━━━ RECORDS FOR THIS EXERCISE

#[cfg(test)]
mod tests {
    use super::*;
    use flowdesk_core::{EngineError, ExecutionRef, IndexError, InstanceFilter, ProcessInstance, RuntimeInfo, WorkflowItem};
    use serde_json::{Map, json};
    use std::collections::HashMap;
    use std::sync::atomic::{AtomicUsize, Ordering};

    /// An engine stub serving one registry entry and a fixed runtime answer.
    struct MockEngine {
        item: Option<WorkflowItem>,
        runtime: Result<RuntimeInfo, EngineError>,
        runtime_calls: AtomicUsize,
    }

    impl MockEngine {
        fn new(item: Option<WorkflowItem>, runtime: Result<RuntimeInfo, EngineError>) -> Self {
            Self {
                item,
                runtime,
                runtime_calls: AtomicUsize::new(0),
            }
        }
    }

    #[async_trait::async_trait]
    impl ProcessEngine for MockEngine {
        async fn workflow_item(
            &self,
            _workflow_id: &str,
        ) -> Result<Option<WorkflowItem>, EngineError> {
            Ok(self.item.clone())
        }

        async fn list_workflows(&self) -> Result<Vec<WorkflowItem>, EngineError> {
            Ok(self.item.clone().into_iter().collect())
        }

        async fn runtime_info(
            &self,
            _workflow_id: &str,
            _service_url: &str,
        ) -> Result<RuntimeInfo, EngineError> {
            self.runtime_calls.fetch_add(1, Ordering::SeqCst);
            self.runtime.clone()
        }

        async fn start_execution(
            &self,
            _item: &WorkflowItem,
            _input: serde_json::Value,
        ) -> Result<ExecutionRef, EngineError> {
            unimplemented!("not exercised by resolver tests")
        }

        async fn abort_execution(
            &self,
            _item: &WorkflowItem,
            _instance_id: &str,
        ) -> Result<bool, EngineError> {
            unimplemented!("not exercised by resolver tests")
        }
    }

    /// An index stub with per-instance variable snapshots.
    struct MockIndex {
        variables: HashMap<String, InstanceVariables>,
        fail: bool,
        calls: AtomicUsize,
    }

    impl MockIndex {
        fn empty() -> Self {
            Self {
                variables: HashMap::new(),
                fail: false,
                calls: AtomicUsize::new(0),
            }
        }

        fn with(instance_id: &str, data: serde_json::Value) -> Self {
            let mut index = Self::empty();
            index.add(instance_id, data);
            index
        }

        fn add(&mut self, instance_id: &str, data: serde_json::Value) {
            let mut map = Map::new();
            map.insert("data".to_string(), data);
            self.variables
                .insert(instance_id.to_string(), InstanceVariables(map));
        }

        fn failing() -> Self {
            Self {
                variables: HashMap::new(),
                fail: true,
                calls: AtomicUsize::new(0),
            }
        }
    }

    #[async_trait::async_trait]
    impl InstanceIndex for MockIndex {
        async fn instance_variables(
            &self,
            instance_id: &str,
        ) -> Result<Option<InstanceVariables>, IndexError> {
            self.calls.fetch_add(1, Ordering::SeqCst);
            if self.fail {
                return Err(IndexError::Network("connection refused".into()));
            }
            Ok(self.variables.get(instance_id).cloned())
        }

        async fn get_instance(
            &self,
            _instance_id: &str,
        ) -> Result<Option<ProcessInstance>, IndexError> {
            unimplemented!("not exercised by resolver tests")
        }

        async fn list_instances(
            &self,
            _filter: &InstanceFilter,
        ) -> Result<Vec<ProcessInstance>, IndexError> {
            unimplemented!("not exercised by resolver tests")
        }
    }

    fn item() -> WorkflowItem {
        WorkflowItem {
            id: "wf-1".into(),
            uri: Some("workflows/wf-1".into()),
            name: Some("Onboarding".into()),
            description: None,
            definition: json!({"kind": "process"}),
            service_url: Some("http://engine.local".into()),
        }
    }

    fn two_step_schema() -> serde_json::Value {
        json!({
            "allOf": [
                {"$ref": "#/definitions/personal"},
                {"$ref": "#/definitions/contact"}
            ],
            "definitions": {
                "personal": {"properties": {"name": {}, "age": {}}},
                "contact": {"properties": {"email": {}}}
            }
        })
    }

    fn resolver(engine: MockEngine, index: MockIndex) -> (InputSchemaResolver, Arc<MockEngine>, Arc<MockIndex>) {
        let engine = Arc::new(engine);
        let index = Arc::new(index);
        (
            InputSchemaResolver::new(engine.clone(), index.clone()),
            engine,
            index,
        )
    }

    #[tokio::test]
    async fn unknown_workflow_is_not_found() {
        let engine = MockEngine::new(None, Ok(RuntimeInfo::default()));
        let (resolver, engine, index) = resolver(engine, MockIndex::empty());

        let err = resolver.resolve("wf-missing", None, None).await.unwrap_err();
        assert!(matches!(err, ResolveError::WorkflowNotFound { ref workflow_id } if workflow_id == "wf-missing"));

        // The request died at the registry; nothing else was called.
        assert_eq!(engine.runtime_calls.load(Ordering::SeqCst), 0);
        assert_eq!(index.calls.load(Ordering::SeqCst), 0);
    }

    #[tokio::test]
    async fn missing_service_url_is_not_found() {
        let mut item = item();
        item.service_url = None;
        let engine = MockEngine::new(Some(item), Ok(RuntimeInfo::default()));
        let (resolver, engine, _) = resolver(engine, MockIndex::empty());

        let err = resolver.resolve("wf-1", None, None).await.unwrap_err();
        assert!(matches!(err, ResolveError::WorkflowNotFound { .. }));
        assert_eq!(engine.runtime_calls.load(Ordering::SeqCst), 0);
    }

    #[tokio::test]
    async fn engine_failure_is_unavailable() {
        let engine = MockEngine::new(
            Some(item()),
            Err(EngineError::Network("engine down".into())),
        );
        let (resolver, _, _) = resolver(engine, MockIndex::empty());

        let err = resolver.resolve("wf-1", None, None).await.unwrap_err();
        assert!(matches!(err, ResolveError::EngineUnavailable { ref reason } if reason.contains("engine down")));
    }

    #[tokio::test]
    async fn no_input_schema_returns_empty_response() {
        let engine = MockEngine::new(Some(item()), Ok(RuntimeInfo::default()));
        let (resolver, _, index) = resolver(engine, MockIndex::empty());

        let response = resolver
            .resolve("wf-1", Some("inst-1"), Some("inst-2"))
            .await
            .unwrap();

        assert_eq!(response.workflow_item.uri, "workflows/wf-1");
        assert!(response.schemas.is_empty());
        assert!(response.initial_state.values.0.is_empty());
        assert!(response.initial_state.readonly_keys.is_empty());
        // With no schema there is nothing to pre-fill; no variable lookups.
        assert_eq!(index.calls.load(Ordering::SeqCst), 0);
    }

    #[tokio::test]
    async fn primary_instance_data_prefills_the_form() {
        let engine = MockEngine::new(
            Some(item()),
            Ok(RuntimeInfo {
                input_schema: Some(two_step_schema()),
            }),
        );
        let mut index = MockIndex::with("inst-1", json!({"name": "Ann"}));
        index.add("inst-2", json!({"name": "Ann", "age": 30, "email": "a@x.com"}));
        let (resolver, _, index) = resolver(engine, index);

        let response = resolver
            .resolve("wf-1", Some("inst-1"), Some("inst-2"))
            .await
            .unwrap();

        assert_eq!(response.schemas.len(), 2);
        let body = serde_json::to_value(&response.initial_state).unwrap();
        assert_eq!(body["values"], json!([{"name": "Ann"}, {}]));
        assert_eq!(body["readonlyKeys"], json!([]));
        // Both lookups ran even though the assessment lost.
        assert_eq!(index.calls.load(Ordering::SeqCst), 2);
    }

    #[tokio::test]
    async fn blank_primary_falls_back_to_readonly_assessment() {
        let engine = MockEngine::new(
            Some(item()),
            Ok(RuntimeInfo {
                input_schema: Some(two_step_schema()),
            }),
        );
        let index = MockIndex::with("inst-2", json!({"age": 30, "email": "a@x.com"}));
        let (resolver, _, _) = resolver(engine, index);

        let response = resolver
            .resolve("wf-1", Some("inst-1"), Some("inst-2"))
            .await
            .unwrap();

        let body = serde_json::to_value(&response.initial_state).unwrap();
        assert_eq!(body["values"], json!([{"age": 30}, {"email": "a@x.com"}]));
        assert_eq!(body["readonlyKeys"], json!(["age", "email"]));
    }

    #[tokio::test]
    async fn no_instance_ids_yield_blank_state_without_lookups() {
        let engine = MockEngine::new(
            Some(item()),
            Ok(RuntimeInfo {
                input_schema: Some(two_step_schema()),
            }),
        );
        let (resolver, _, index) = resolver(engine, MockIndex::empty());

        let response = resolver.resolve("wf-1", None, None).await.unwrap();

        assert_eq!(response.initial_state.values.0.len(), 2);
        assert!(response.initial_state.values.is_blank());
        assert!(response.initial_state.readonly_keys.is_empty());
        assert_eq!(index.calls.load(Ordering::SeqCst), 0);
    }

    #[tokio::test]
    async fn failed_index_lookup_degrades_to_blank_state() {
        let engine = MockEngine::new(
            Some(item()),
            Ok(RuntimeInfo {
                input_schema: Some(two_step_schema()),
            }),
        );
        let (resolver, _, _) = resolver(engine, MockIndex::failing());

        let response = resolver
            .resolve("wf-1", Some("inst-1"), Some("inst-2"))
            .await
            .unwrap();

        assert!(response.initial_state.values.is_blank());
        assert!(response.initial_state.readonly_keys.is_empty());
    }

    #[tokio::test]
    async fn malformed_schema_is_fatal() {
        let engine = MockEngine::new(
            Some(item()),
            Ok(RuntimeInfo {
                input_schema: Some(json!({"allOf": [{"title": "no fields"}]})),
            }),
        );
        let (resolver, _, _) = resolver(engine, MockIndex::empty());

        let err = resolver.resolve("wf-1", None, None).await.unwrap_err();
        assert!(matches!(err, ResolveError::Schema(_)));
    }

    #[tokio::test]
    async fn response_serializes_with_camel_case_envelope() {
        let engine = MockEngine::new(
            Some(item()),
            Ok(RuntimeInfo {
                input_schema: Some(json!({"properties": {"name": {"type": "string"}}})),
            }),
        );
        let (resolver, _, _) = resolver(engine, MockIndex::empty());

        let response = resolver.resolve("wf-1", None, None).await.unwrap();
        let body = serde_json::to_value(&response).unwrap();

        assert_eq!(body["workflowItem"]["uri"], "workflows/wf-1");
        assert_eq!(body["schemas"][0]["id"], "input");
        assert_eq!(body["initialState"]["values"], json!([{}]));
        assert_eq!(body["initialState"]["readonlyKeys"], json!([]));
    }
}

━━━━━━

# TASK TO COMPLETE:
Could you say how many lines of the entries contain the string "WorkflowNotFound"? Only the number should be given.

# SOLUTION TO THIS TASK:
2